TASK DETAILS: Top to bottom, give the entries again exactly as written.

*** Opening INPUT RECORDS ***

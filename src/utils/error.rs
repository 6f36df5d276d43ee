//! Veneer 内核错误类型定义
//!
//! 本模块定义了内核中使用的所有错误类型。

use thiserror::Error;

/// Veneer 内核核心错误类型
#[derive(Error, Debug)]
pub enum CoreError {
    // ==================== 模块管理错误 ====================

    /// 模块 ID 重复注册
    #[error("模块 ID 重复注册: '{0}'")]
    DuplicateModuleId(String),

    /// 模块未找到
    #[error("模块未找到: '{0}'")]
    ModuleNotFound(String),

    /// 模块未激活
    #[error("模块未激活: '{0}'")]
    ModuleNotActive(String),

    /// 模块描述符无效
    #[error("模块描述符无效: {0}")]
    InvalidDescriptor(String),

    /// 模块激活失败
    #[error("模块激活失败: '{module_id}' - {reason}")]
    ActivationFailed {
        module_id: String,
        reason: String,
    },

    /// 模块停用失败
    #[error("模块停用失败: '{module_id}' - {reason}")]
    DeactivationFailed {
        module_id: String,
        reason: String,
    },

    /// 清理动作执行失败
    #[error("清理动作执行失败: '{module_id}' - {reason}")]
    CleanupFailed {
        module_id: String,
        reason: String,
    },

    // ==================== 子选项错误 ====================

    /// 子选项未声明
    #[error("模块 '{module_id}' 未声明子选项: '{name}'")]
    UnknownSuboption {
        module_id: String,
        name: String,
    },

    /// 子选项值无效
    #[error("模块 '{module_id}' 的子选项 '{name}' 值无效: {reason}")]
    InvalidSuboptionValue {
        module_id: String,
        name: String,
        reason: String,
    },

    // ==================== IO 和序列化错误 ====================

    /// IO 错误
    #[error("IO 错误: {0}")]
    Io(#[from] std::io::Error),

    /// JSON 序列化/反序列化错误
    #[error("JSON 错误: {0}")]
    Json(#[from] serde_json::Error),

    /// YAML 序列化/反序列化错误
    #[error("YAML 错误: {0}")]
    Yaml(#[from] serde_yaml::Error),

    // ==================== 通用错误 ====================

    /// 内部错误
    #[error("内部错误: {0}")]
    Internal(String),

    /// 初始化失败
    #[error("初始化失败: {0}")]
    InitFailed(String),

    /// 操作超时
    #[error("操作超时: {0}")]
    Timeout(String),

    /// 其他错误
    #[error("{0}")]
    Other(#[from] anyhow::Error),
}

/// 内核操作结果类型别名
pub type Result<T> = std::result::Result<T, CoreError>;

/// 错误码常量
pub mod error_code {
    // 模块错误 (MODULE-xxx)
    pub const MODULE_DUPLICATE_ID: &str = "MODULE-001";
    pub const MODULE_NOT_FOUND: &str = "MODULE-002";
    pub const MODULE_ACTIVATION_FAILED: &str = "MODULE-003";
    pub const MODULE_DEACTIVATION_FAILED: &str = "MODULE-004";
    pub const MODULE_CLEANUP_FAILED: &str = "MODULE-005";
    pub const MODULE_NOT_ACTIVE: &str = "MODULE-006";
    pub const MODULE_INVALID_DESCRIPTOR: &str = "MODULE-007";

    // 子选项错误 (OPTION-xxx)
    pub const OPTION_UNKNOWN: &str = "OPTION-001";
    pub const OPTION_INVALID_VALUE: &str = "OPTION-002";

    // 核心错误 (CORE-xxx)
    pub const CORE_INIT_FAILED: &str = "CORE-001";
    pub const CORE_TIMEOUT: &str = "CORE-002";
}

impl CoreError {
    /// 获取错误码
    pub fn error_code(&self) -> &'static str {
        match self {
            CoreError::DuplicateModuleId(_) => error_code::MODULE_DUPLICATE_ID,
            CoreError::ModuleNotFound(_) => error_code::MODULE_NOT_FOUND,
            CoreError::ModuleNotActive(_) => error_code::MODULE_NOT_ACTIVE,
            CoreError::InvalidDescriptor(_) => error_code::MODULE_INVALID_DESCRIPTOR,
            CoreError::ActivationFailed { .. } => error_code::MODULE_ACTIVATION_FAILED,
            CoreError::DeactivationFailed { .. } => error_code::MODULE_DEACTIVATION_FAILED,
            CoreError::CleanupFailed { .. } => error_code::MODULE_CLEANUP_FAILED,
            CoreError::UnknownSuboption { .. } => error_code::OPTION_UNKNOWN,
            CoreError::InvalidSuboptionValue { .. } => error_code::OPTION_INVALID_VALUE,
            CoreError::InitFailed(_) => error_code::CORE_INIT_FAILED,
            CoreError::Timeout(_) => error_code::CORE_TIMEOUT,
            _ => "UNKNOWN",
        }
    }
}

#[cfg(test)]
mod tests {
    use super::*;

    #[test]
    fn test_error_display() {
        let err = CoreError::DuplicateModuleId("schedule-date-picker".to_string());
        assert!(err.to_string().contains("schedule-date-picker"));
    }

    #[test]
    fn test_error_code() {
        let err = CoreError::DuplicateModuleId("x".to_string());
        assert_eq!(err.error_code(), error_code::MODULE_DUPLICATE_ID);

        let err = CoreError::ActivationFailed {
            module_id: "x".to_string(),
            reason: "boom".to_string(),
        };
        assert_eq!(err.error_code(), error_code::MODULE_ACTIVATION_FAILED);

        let err = CoreError::CleanupFailed {
            module_id: "x".to_string(),
            reason: "boom".to_string(),
        };
        assert_eq!(err.error_code(), error_code::MODULE_CLEANUP_FAILED);
    }

    #[test]
    fn test_unknown_error_code() {
        let err = CoreError::Internal("something".to_string());
        assert_eq!(err.error_code(), "UNKNOWN");
    }

    #[test]
    fn test_io_error_conversion() {
        let io_err = std::io::Error::new(std::io::ErrorKind::NotFound, "file not found");
        let core_err: CoreError = io_err.into();
        assert!(matches!(core_err, CoreError::Io(_)));
    }

    #[test]
    fn test_suboption_error_message() {
        let err = CoreError::InvalidSuboptionValue {
            module_id: "theme".to_string(),
            name: "accent-color".to_string(),
            reason: "期望颜色值".to_string(),
        };
        let msg = err.to_string();
        assert!(msg.contains("theme"));
        assert!(msg.contains("accent-color"));
    }
}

*** Closing INPUT RECORDS ***

EXERCISE SOLUTION:
filename src/utils/error.rs
repository 6f36df5d276d43ee
//! Veneer 内核错误类型定义
//!
//! 本模块定义了内核中使用的所有错误类型。

use thiserror::Error;

/// Veneer 内核核心错误类型
#[derive(Error, Debug)]
pub enum CoreError {
    // ==================== 模块管理错误 ====================

    /// 模块 ID 重复注册
    #[error("模块 ID 重复注册: '{0}'")]
    DuplicateModuleId(String),

    /// 模块未找到
    #[error("模块未找到: '{0}'")]
    ModuleNotFound(String),

    /// 模块未激活
    #[error("模块未激活: '{0}'")]
    ModuleNotActive(String),

    /// 模块描述符无效
    #[error("模块描述符无效: {0}")]
    InvalidDescriptor(String),

    /// 模块激活失败
    #[error("模块激活失败: '{module_id}' - {reason}")]
    ActivationFailed {
        module_id: String,
        reason: String,
    },

    /// 模块停用失败
    #[error("模块停用失败: '{module_id}' - {reason}")]
    DeactivationFailed {
        module_id: String,
        reason: String,
    },

    /// 清理动作执行失败
    #[error("清理动作执行失败: '{module_id}' - {reason}")]
    CleanupFailed {
        module_id: String,
        reason: String,
    },

    // ==================== 子选项错误 ====================

    /// 子选项未声明
    #[error("模块 '{module_id}' 未声明子选项: '{name}'")]
    UnknownSuboption {
        module_id: String,
        name: String,
    },

    /// 子选项值无效
    #[error("模块 '{module_id}' 的子选项 '{name}' 值无效: {reason}")]
    InvalidSuboptionValue {
        module_id: String,
        name: String,
        reason: String,
    },

    // ==================== IO 和序列化错误 ====================

    /// IO 错误
    #[error("IO 错误: {0}")]
    Io(#[from] std::io::Error),

    /// JSON 序列化/反序列化错误
    #[error("JSON 错误: {0}")]
    Json(#[from] serde_json::Error),

    /// YAML 序列化/反序列化错误
    #[error("YAML 错误: {0}")]
    Yaml(#[from] serde_yaml::Error),

    // ==================== 通用错误 ====================

    /// 内部错误
    #[error("内部错误: {0}")]
    Internal(String),

    /// 初始化失败
    #[error("初始化失败: {0}")]
    InitFailed(String),

    /// 操作超时
    #[error("操作超时: {0}")]
    Timeout(String),

    /// 其他错误
    #[error("{0}")]
    Other(#[from] anyhow::Error),
}

/// 内核操作结果类型别名
pub type Result<T> = std::result::Result<T, CoreError>;

/// 错误码常量
pub mod error_code {
    // 模块错误 (MODULE-xxx)
    pub const MODULE_DUPLICATE_ID: &str = "MODULE-001";
    pub const MODULE_NOT_FOUND: &str = "MODULE-002";
    pub const MODULE_ACTIVATION_FAILED: &str = "MODULE-003";
    pub const MODULE_DEACTIVATION_FAILED: &str = "MODULE-004";
    pub const MODULE_CLEANUP_FAILED: &str = "MODULE-005";
    pub const MODULE_NOT_ACTIVE: &str = "MODULE-006";
    pub const MODULE_INVALID_DESCRIPTOR: &str = "MODULE-007";

    // 子选项错误 (OPTION-xxx)
    pub const OPTION_UNKNOWN: &str = "OPTION-001";
    pub const OPTION_INVALID_VALUE: &str = "OPTION-002";

    // 核心错误 (CORE-xxx)
    pub const CORE_INIT_FAILED: &str = "CORE-001";
    pub const CORE_TIMEOUT: &str = "CORE-002";
}

impl CoreError {
    /// 获取错误码
    pub fn error_code(&self) -> &'static str {
        match self {
            CoreError::DuplicateModuleId(_) => error_code::MODULE_DUPLICATE_ID,
            CoreError::ModuleNotFound(_) => error_code::MODULE_NOT_FOUND,
            CoreError::ModuleNotActive(_) => error_code::MODULE_NOT_ACTIVE,
            CoreError::InvalidDescriptor(_) => error_code::MODULE_INVALID_DESCRIPTOR,
            CoreError::ActivationFailed { .. } => error_code::MODULE_ACTIVATION_FAILED,
            CoreError::DeactivationFailed { .. } => error_code::MODULE_DEACTIVATION_FAILED,
            CoreError::CleanupFailed { .. } => error_code::MODULE_CLEANUP_FAILED,
            CoreError::UnknownSuboption { .. } => error_code::OPTION_UNKNOWN,
            CoreError::InvalidSuboptionValue { .. } => error_code::OPTION_INVALID_VALUE,
            CoreError::InitFailed(_) => error_code::CORE_INIT_FAILED,
            CoreError::Timeout(_) => error_code::CORE_TIMEOUT,
            _ => "UNKNOWN",
        }
    }
}

#[cfg(test)]
mod tests {
    use super::*;

    #[test]
    fn test_error_display() {
        let err = CoreError::DuplicateModuleId("schedule-date-picker".to_string());
        assert!(err.to_string().contains("schedule-date-picker"));
    }

    #[test]
    fn test_error_code() {
        let err = CoreError::DuplicateModuleId("x".to_string());
        assert_eq!(err.error_code(), error_code::MODULE_DUPLICATE_ID);

        let err = CoreError::ActivationFailed {
            module_id: "x".to_string(),
            reason: "boom".to_string(),
        };
        assert_eq!(err.error_code(), error_code::MODULE_ACTIVATION_FAILED);

        let err = CoreError::CleanupFailed {
            module_id: "x".to_string(),
            reason: "boom".to_string(),
        };
        assert_eq!(err.error_code(), error_code::MODULE_CLEANUP_FAILED);
    }

    #[test]
    fn test_unknown_error_code() {
        let err = CoreError::Internal("something".to_string());
        assert_eq!(err.error_code(), "UNKNOWN");
    }

    #[test]
    fn test_io_error_conversion() {
        let io_err = std::io::Error::new(std::io::ErrorKind::NotFound, "file not found");
        let core_err: CoreError = io_err.into();
        assert!(matches!(core_err, CoreError::Io(_)));
    }

    #[test]
    fn test_suboption_error_message() {
        let err = CoreError::InvalidSuboptionValue {
            module_id: "theme".to_string(),
            name: "accent-color".to_string(),
            reason: "期望颜色值".to_string(),
        };
        let msg = err.to_string();
        assert!(msg.contains("theme"));
        assert!(msg.contains("accent-color"));
    }
}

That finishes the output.